Biffer wrote: Sun Sep 06, 2020 8:03 pm
Saint wrote: Sun Sep 06, 2020 7:55 pm
The Western vaccines are going through effectively the same processes that a regular vaccine does. What's changed is that some stages are being run concurrently; in the case of the Oxford vaccine a lot of work on MERS was able to be repurposed saving a lot of development work; in the US they're using a completely new development "platform " for the first time in anger (it's gone through a lot of testing already)

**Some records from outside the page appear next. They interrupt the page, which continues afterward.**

//! Hull tile selection by local pattern matching.
//!
//! Each [`TilePattern`] describes the neighbourhood a hull piece expects
//! around it: a (1|3|5)² window centred on the cell, with required kinds at
//! some offsets. Unlisted offsets are wildcards. Patterns are tried in all
//! four rotations and, if allowed, mirrored in the grid's x-axis.
//!
//! Cells without a grid entry (outside the ship, or past the grid edge) are
//! treated as open space and satisfy any requirement.

use serde::{Deserialize, Serialize};
use std::collections::HashMap;
use thiserror::Error;

use crate::direction::Rotation;
use crate::layout::{GridPos, SquareKind};

/// Window offset relative to the cell being matched.
pub type Offset = (i32, i32);

#[derive(Debug, Error)]
pub enum PatternError {
    #[error("pattern {id}: offset ({x},{y}) lies outside its {w}x{h} window")]
    OffsetOutsideWindow {
        id: String,
        x: i32,
        y: i32,
        w: u8,
        h: u8,
    },
    #[error("pattern {id}: offset ({x},{y}) is listed twice")]
    DuplicateOffset { id: String, x: i32, y: i32 },
    #[error("tile library has no patterns")]
    EmptyLibrary,
    #[error("invalid tile library JSON: {0}")]
    Json(#[from] serde_json::Error),
}

/// Coarse cell classes that hull pieces care about.
#[derive(Debug, Clone, Copy, PartialEq, Eq, Hash, Serialize, Deserialize)]
pub enum MatchKind {
    Unknown,
    Space,
    Hull,
    /// Anything inside the ship: rooms, corridors, filler.
    Internal,
    AlienBreach,
}

impl From<SquareKind> for MatchKind {
    fn from(kind: SquareKind) -> Self {
        match kind {
            SquareKind::Hull => MatchKind::Hull,
            SquareKind::Space => MatchKind::Space,
            SquareKind::AlienBreach => MatchKind::AlienBreach,
            SquareKind::Corridor | SquareKind::Room | SquareKind::Ship => MatchKind::Internal,
            SquareKind::Unknown => MatchKind::Unknown,
        }
    }
}

#[derive(Debug, Clone, Copy, PartialEq, Eq, Serialize, Deserialize)]
pub enum WindowSize {
    One,
    Three,
    Five,
}

impl WindowSize {
    pub fn cells(self) -> u8 {
        match self {
            WindowSize::One => 1,
            WindowSize::Three => 3,
            WindowSize::Five => 5,
        }
    }

    fn half(self) -> i32 {
        self.cells() as i32 / 2
    }
}

/// Raw, unvalidated form used for (de)serialisation.
#[derive(Debug, Clone, Serialize, Deserialize)]
struct RawTilePattern {
    id: String,
    window_width: WindowSize,
    window_height: WindowSize,
    #[serde(default)]
    mirrorable: bool,
    requirements: Vec<(Offset, MatchKind)>,
}

/// The neighbourhood a hull piece fits into.
#[derive(Debug, Clone, PartialEq, Eq, Serialize, Deserialize)]
#[serde(try_from = "RawTilePattern", into = "RawTilePattern")]
pub struct TilePattern {
    id: String,
    window_width: WindowSize,
    window_height: WindowSize,
    mirrorable: bool,
    requirements: Vec<(Offset, MatchKind)>,
    mirrored_requirements: Vec<(Offset, MatchKind)>,
}

impl TryFrom<RawTilePattern> for TilePattern {
    type Error = PatternError;

    fn try_from(raw: RawTilePattern) -> Result<Self, Self::Error> {
        TilePattern::new(
            raw.id,
            raw.window_width,
            raw.window_height,
            raw.mirrorable,
            raw.requirements,
        )
    }
}

impl From<TilePattern> for RawTilePattern {
    fn from(p: TilePattern) -> Self {
        RawTilePattern {
            id: p.id,
            window_width: p.window_width,
            window_height: p.window_height,
            mirrorable: p.mirrorable,
            requirements: p.requirements,
        }
    }
}

impl TilePattern {
    pub fn new(
        id: impl Into<String>,
        window_width: WindowSize,
        window_height: WindowSize,
        mirrorable: bool,
        requirements: Vec<(Offset, MatchKind)>,
    ) -> Result<Self, PatternError> {
        let id = id.into();
        let (hw, hh) = (window_width.half(), window_height.half());
        for (i, &((x, y), _)) in requirements.iter().enumerate() {
            if x.abs() > hw || y.abs() > hh {
                return Err(PatternError::OffsetOutsideWindow {
                    id,
                    x,
                    y,
                    w: window_width.cells(),
                    h: window_height.cells(),
                });
            }
            if requirements[..i].iter().any(|&(o, _)| o == (x, y)) {
                return Err(PatternError::DuplicateOffset { id, x, y });
            }
        }
        Ok(Self::build(id, window_width, window_height, mirrorable, requirements))
    }

    fn build(
        id: String,
        window_width: WindowSize,
        window_height: WindowSize,
        mirrorable: bool,
        requirements: Vec<(Offset, MatchKind)>,
    ) -> Self {
        // Mirror in the grid x-axis: invert the relative y.
        let mirrored_requirements = requirements
            .iter()
            .map(|&((x, y), kind)| ((x, -y), kind))
            .collect();
        Self {
            id,
            window_width,
            window_height,
            mirrorable,
            requirements,
            mirrored_requirements,
        }
    }

    pub fn id(&self) -> &str {
        &self.id
    }

    pub fn mirrorable(&self) -> bool {
        self.mirrorable
    }

    pub fn requirements(&self) -> &[(Offset, MatchKind)] {
        &self.requirements
    }
}

/// The chosen tile for one boundary cell.
#[derive(Debug, Clone, PartialEq, Eq, Hash, Serialize, Deserialize)]
pub struct BoundaryMatch {
    pub tile_id: String,
    pub rotation: Rotation,
    /// Mirror in the x-axis *before* rotating.
    pub mirrored: bool,
}

/// Ordered patterns plus the tile to use when none match.
#[derive(Debug, Clone, PartialEq, Eq, Serialize, Deserialize)]
pub struct TileLibrary {
    pub patterns: Vec<TilePattern>,
    pub fallback_tile: String,
}

impl TileLibrary {
    pub fn new(
        patterns: Vec<TilePattern>,
        fallback_tile: impl Into<String>,
    ) -> Result<Self, PatternError> {
        if patterns.is_empty() {
            return Err(PatternError::EmptyLibrary);
        }
        Ok(Self {
            patterns,
            fallback_tile: fallback_tile.into(),
        })
    }

    pub fn from_json_str(json: &str) -> Result<Self, PatternError> {
        let library: TileLibrary = serde_json::from_str(json)?;
        if library.patterns.is_empty() {
            return Err(PatternError::EmptyLibrary);
        }
        Ok(library)
    }

    /// Hull pieces for the standard ship kit.
    ///
    /// Windows are drawn with "up" facing North, the hull cell at the centre.
    pub fn standard() -> Self {
        use MatchKind::{AlienBreach, Hull, Internal, Space};
        use WindowSize::Three;

        let pattern = |id: &str, mirrorable: bool, requirements: Vec<(Offset, MatchKind)>| {
            TilePattern::build(id.to_string(), Three, Three, mirrorable, requirements)
        };
        let patterns = vec![
            // Breached wall: breach on the inside, space outside.
            pattern(
                "hull_breach",
                false,
                vec![((0, 0), Hull), ((0, -1), Space), ((0, 1), AlienBreach)],
            ),
            // Straight wall: space to the north, ship interior to the south.
            pattern(
                "hull_straight",
                false,
                vec![
                    ((0, 0), Hull),
                    ((-1, 0), Hull),
                    ((1, 0), Hull),
                    ((0, -1), Space),
                    ((0, 1), Internal),
                ],
            ),
            // Outer corner: wall turns south on the east side.
            pattern(
                "hull_corner_outer",
                true,
                vec![
                    ((0, 0), Hull),
                    ((-1, 0), Hull),
                    ((0, 1), Hull),
                    ((0, -1), Space),
                    ((1, 0), Space),
                    ((-1, 1), Internal),
                ],
            ),
            // Inner corner: interior only on the diagonal.
            pattern(
                "hull_corner_inner",
                true,
                vec![
                    ((0, 0), Hull),
                    ((-1, 0), Hull),
                    ((0, 1), Hull),
                    ((1, 1), Space),
                    ((-1, -1), Internal),
                ],
            ),
        ];

        Self {
            patterns,
            fallback_tile: "hull_block".to_string(),
        }
    }
}

/// Pick the first pattern/rotation that fits the neighbourhood of `position`.
///
/// Order: library order, then rotations 0°, 90°, 180°, 270°, all unmirrored
/// before the mirrored search of the same pattern.
pub fn match_boundary(
    position: GridPos,
    grid: &HashMap<GridPos, SquareKind>,
    library: &[TilePattern],
) -> Option<BoundaryMatch> {
    for pattern in library {
        let mut variants = vec![(false, &pattern.requirements)];
        if pattern.mirrorable {
            variants.push((true, &pattern.mirrored_requirements));
        }
        for (mirrored, requirements) in variants {
            if let Some(rotation) = Rotation::ALL
                .into_iter()
                .find(|&r| fits(position, grid, requirements, r))
            {
                return Some(BoundaryMatch {
                    tile_id: pattern.id.clone(),
                    rotation,
                    mirrored,
                });
            }
        }
    }
    None
}

/// Whether `pattern` fits at `position` with exactly this orientation.
pub fn pattern_matches(
    pattern: &TilePattern,
    position: GridPos,
    grid: &HashMap<GridPos, SquareKind>,
    rotation: Rotation,
    mirrored: bool,
) -> bool {
    let requirements = if mirrored {
        &pattern.mirrored_requirements
    } else {
        &pattern.requirements
    };
    fits(position, grid, requirements, rotation)
}

fn fits(
    (x, y): GridPos,
    grid: &HashMap<GridPos, SquareKind>,
    requirements: &[(Offset, MatchKind)],
    rotation: Rotation,
) -> bool {
    requirements.iter().all(|&(offset, required)| {
        let (dx, dy) = rotation.apply(offset);
        let target = x
            .checked_add_signed(dx)
            .zip(y.checked_add_signed(dy));
        match target.and_then(|pos| grid.get(&pos)) {
            Some(&kind) => MatchKind::from(kind) == required,
            None => true,
        }
    })
}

A few tears ago this type of accelerated vaccine development simply wouldn't have been possible, but we're effectively at a tipping point for this type of medical research.
By the time any Western vaccines is made widly available, it will have been tested on 30,000 to 50,000 people already - and the core technologies will have been tested on millions of people over the last 5 years or so
The key thing that has been omitted though is the long term effects, obviously. Well have no idea what the effect of this vaccine is after twelve or eighteen months. I think that’s a particular worry for the American one as it’s a new technique.
True long term effects of any vaccine aren't discovered during the current process.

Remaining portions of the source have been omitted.